定年後の人生を楽しむための秘訣は何か。医師の和田秀樹さんは「『定年を迎えた』ということは、仕事に対する最大最強の『かくあるべし思考』から完全に解放されることだ。何ごとも遊び半分と、胸を張って無責任のまま生きればいい」という――。
※本稿は、和田秀樹『70代からの元気力』(三笠書房)の一部を再編集したものです。
70代になったら「かくあるべし思考」を捨てなさい
70歳を過ぎたら、「好きなことだけをする」という選択もあります。
「遊んで暮らす」のが、70代人生の理想だと私は思っています。
ですから、やりたくない仕事や役割はムリして続けるのは、時間がもったいないと思います。

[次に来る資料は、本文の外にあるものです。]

//! Range fetch capability: where missing target bytes come from
//!
//! A source answers a batch of byte ranges with one payload per range, in the
//! order the ranges were requested. Every payload carries the range it answers
//! so the consumer can detect a source that breaks that contract.

pub mod file;
pub mod http;

pub use file::FileSource;
pub use http::HttpSource;

use crate::config::Config;
use crate::delta::DataRange;
use crate::error::{Error, Result};
use crate::recipe::{read_recipe, read_recipe_from_bytes, Recipe};
use crate::uri::Location;
use bytes::Bytes;
use std::io::Write;

/// Payload for one requested range
#[derive(Debug, Clone, PartialEq, Eq)]
pub struct FetchedRange {
    /// The range this payload answers
    pub range: DataRange,
    /// The bytes of that range
    pub data: Bytes,
}

impl FetchedRange {
    pub fn new(range: DataRange, data: Bytes) -> Self {
        Self { range, data }
    }
}

/// Blocking, ordered access to the target file's bytes
pub trait RangeSource {
    /// Fetch `ranges` and return their payloads in request order
    fn fetch_ranges(&mut self, ranges: &[DataRange]) -> Result<Vec<FetchedRange>>;

    /// Stream the whole target into `out`, returning the byte count
    fn fetch_whole(&mut self, out: &mut dyn Write) -> Result<u64>;

    /// Bytes actually transferred, including protocol overhead
    fn bytes_received(&self) -> u64;

    /// Number of requests issued so far
    fn requests(&self) -> usize;
}

/// Open a source for the target data at `location`
pub fn open_source(location: &Location, config: &Config) -> Result<Box<dyn RangeSource + Send>> {
    match location {
        Location::Local(path) => Ok(Box::new(FileSource::open(path)?)),
        Location::Http(url) => Ok(Box::new(HttpSource::new(url.clone(), config)?)),
    }
}

/// A validated recipe and what it cost to obtain
#[derive(Debug, Clone)]
pub struct LoadedRecipe {
    pub recipe: Recipe,
    /// Bytes transferred to download the recipe, zero when read locally
    pub bytes_downloaded: u64,
}

/// Read the recipe at `location`, downloading it if it is remote
pub fn load_recipe(location: &Location, config: &Config) -> Result<LoadedRecipe> {
    let (recipe, bytes_downloaded) = match location {
        Location::Local(path) => (read_recipe(path)?, 0),
        Location::Http(url) => {
            let mut source = HttpSource::new(url.clone(), config)?;
            let data = source.fetch_all()?;
            (read_recipe_from_bytes(&data)?, source.bytes_received())
        }
    };
    recipe.validate()?;
    Ok(LoadedRecipe {
        recipe,
        bytes_downloaded,
    })
}

/// Where the target's bytes come from: an explicit override, or the
/// recipe's `url` resolved against the recipe's own location
pub fn resolve_data_location(
    recipe_location: &Location,
    recipe: &Recipe,
    explicit: Option<&str>,
) -> Result<Location> {
    if let Some(explicit) = explicit {
        return Location::parse(explicit);
    }
    match recipe.url.as_deref() {
        Some(url) => recipe_location.join(url),
        None => Err(Error::config(
            "recipe does not say where the target is; pass --url",
        )),
    }
}

#[cfg(test)]
mod tests {
    use super::*;
    use crate::recipe::{generate_recipe_from_bytes, write_recipe};
    use std::path::PathBuf;

    #[test]
    fn test_load_local_recipe() {
        let dir = tempfile::tempdir().unwrap();
        let path = dir.path().join("file.bfr");
        let recipe = generate_recipe_from_bytes(b"some target bytes", 4);
        write_recipe(&recipe, &path).unwrap();

        let loaded = load_recipe(&Location::Local(path), &Config::default()).unwrap();
        assert_eq!(loaded.recipe.sha1, recipe.sha1);
        assert_eq!(loaded.recipe.blocks, recipe.blocks);
        assert_eq!(loaded.bytes_downloaded, 0);
    }

    #[test]
    fn test_resolve_data_location() {
        let mut recipe = generate_recipe_from_bytes(b"abc", 4);
        let base = Location::parse("http://example.com/pub/file.bfr").unwrap();

        assert!(matches!(
            resolve_data_location(&base, &recipe, None),
            Err(Error::Config { .. })
        ));

        recipe.url = Some("file.iso".to_string());
        assert_eq!(
            resolve_data_location(&base, &recipe, None).unwrap().to_uri(),
            "http://example.com/pub/file.iso"
        );

        let explicit = resolve_data_location(&base, &recipe, Some("/mirror/file.iso")).unwrap();
        assert_eq!(explicit, Location::Local(PathBuf::from("/mirror/file.iso")));
    }
}
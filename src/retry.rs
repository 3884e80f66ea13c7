//! Retry logic with exponential backoff and jitter

use crate::config::Config;
use crate::error::{Error, Result};
use std::time::Duration;

/// Retry configuration
#[derive(Debug, Clone)]
pub struct RetryConfig {
    /// Maximum number of retries
    pub max_retries: u32,
    /// Base delay between retries in milliseconds
    pub base_delay_ms: u64,
    /// Maximum delay between retries in milliseconds
    pub max_delay_ms: u64,
    /// Jitter factor (0.0 to 1.0)
    pub jitter: f64,
}

impl RetryConfig {
    /// No retries at all
    pub fn none() -> Self {
        Self {
            max_retries: 0,
            ..Default::default()
        }
    }
}

impl Default for RetryConfig {
    fn default() -> Self {
        Self {
            max_retries: 3,
            base_delay_ms: 1000,
            max_delay_ms: 30000,
            jitter: 0.25,
        }
    }
}

impl From<&Config> for RetryConfig {
    fn from(config: &Config) -> Self {
        Self {
            max_retries: config.max_retries,
            base_delay_ms: config.retry_delay_ms,
            ..Default::default()
        }
    }
}

/// Execute a blocking operation with retry logic
pub fn with_retry_sync<F, T>(config: &RetryConfig, mut operation: F) -> Result<T>
where
    F: FnMut() -> Result<T>,
{
    let mut last_error = None;

    for attempt in 0..=config.max_retries {
        match operation() {
            Ok(result) => return Ok(result),
            Err(e) => {
                if !is_retryable(&e) {
                    return Err(e);
                }

                if attempt < config.max_retries {
                    let delay = calculate_delay(config, attempt);
                    tracing::warn!(
                        attempt = attempt + 1,
                        max_retries = config.max_retries,
                        delay_ms = delay.as_millis(),
                        error = %e,
                        "Request failed, retrying"
                    );
                    std::thread::sleep(delay);
                }

                last_error = Some(e);
            }
        }
    }

    Err(last_error.unwrap_or_else(|| Error::network("max retries exceeded")))
}

/// Check if an error is retryable
pub fn is_retryable(error: &Error) -> bool {
    if error.is_retryable() {
        return true;
    }

    match error.root() {
        // Transport-level I/O hiccups while reading a response body
        Error::Io { source, .. } => {
            use std::io::ErrorKind;
            matches!(
                source.kind(),
                ErrorKind::ConnectionReset
                    | ErrorKind::ConnectionAborted
                    | ErrorKind::TimedOut
                    | ErrorKind::Interrupted
            )
        }
        _ => false,
    }
}

/// Calculate delay with exponential backoff and jitter
fn calculate_delay(config: &RetryConfig, attempt: u32) -> Duration {
    // Exponential backoff: base * 2^attempt
    let exponential = config
        .base_delay_ms
        .saturating_mul(1u64.checked_shl(attempt).unwrap_or(u64::MAX));
    let capped = std::cmp::min(exponential, config.max_delay_ms);

    let jitter_range = (capped as f64 * config.jitter) as u64;
    let jitter = if jitter_range > 0 {
        rand_jitter(jitter_range)
    } else {
        0
    };

    Duration::from_millis(capped.saturating_add(jitter))
}

/// Cheap jitter source from the clock
fn rand_jitter(max: u64) -> u64 {
    use std::time::SystemTime;
    let nanos = SystemTime::now()
        .duration_since(SystemTime::UNIX_EPOCH)
        .map(|d| d.as_nanos() as u64)
        .unwrap_or(0);
    nanos % max
}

そしてこれがいちばん大事なことですが、高齢になればなるほど、「いろいろなものから自由になる、解放される」といった気持ちを大切にしたほうがいいのです。
心を伸びやかにして、残された人生を楽しむためにも、どういうものであれ自分を縛るようなことはしないほうがいいのです。
まず捨てたいのは「かくあるべし思考」。
たとえば、会社勤めの間は、とにかく「定年までは働くべきだ」いう気持ちがあったはずです。この「かくあるべし思考」があったからこそ、仕事で嫌なことや、苦しいことがあっても、我慢して働いていたわけです。
また、仕事に対する責任感とか義務感といったものも、考えてみれば、「かくあるべし思考」が根本にあります。
「どんな仕事であれ、逃げ出したり、放り出したりせずに取り組むべきだ」と思うからこそ、責任感、義務感が生まれるわけです。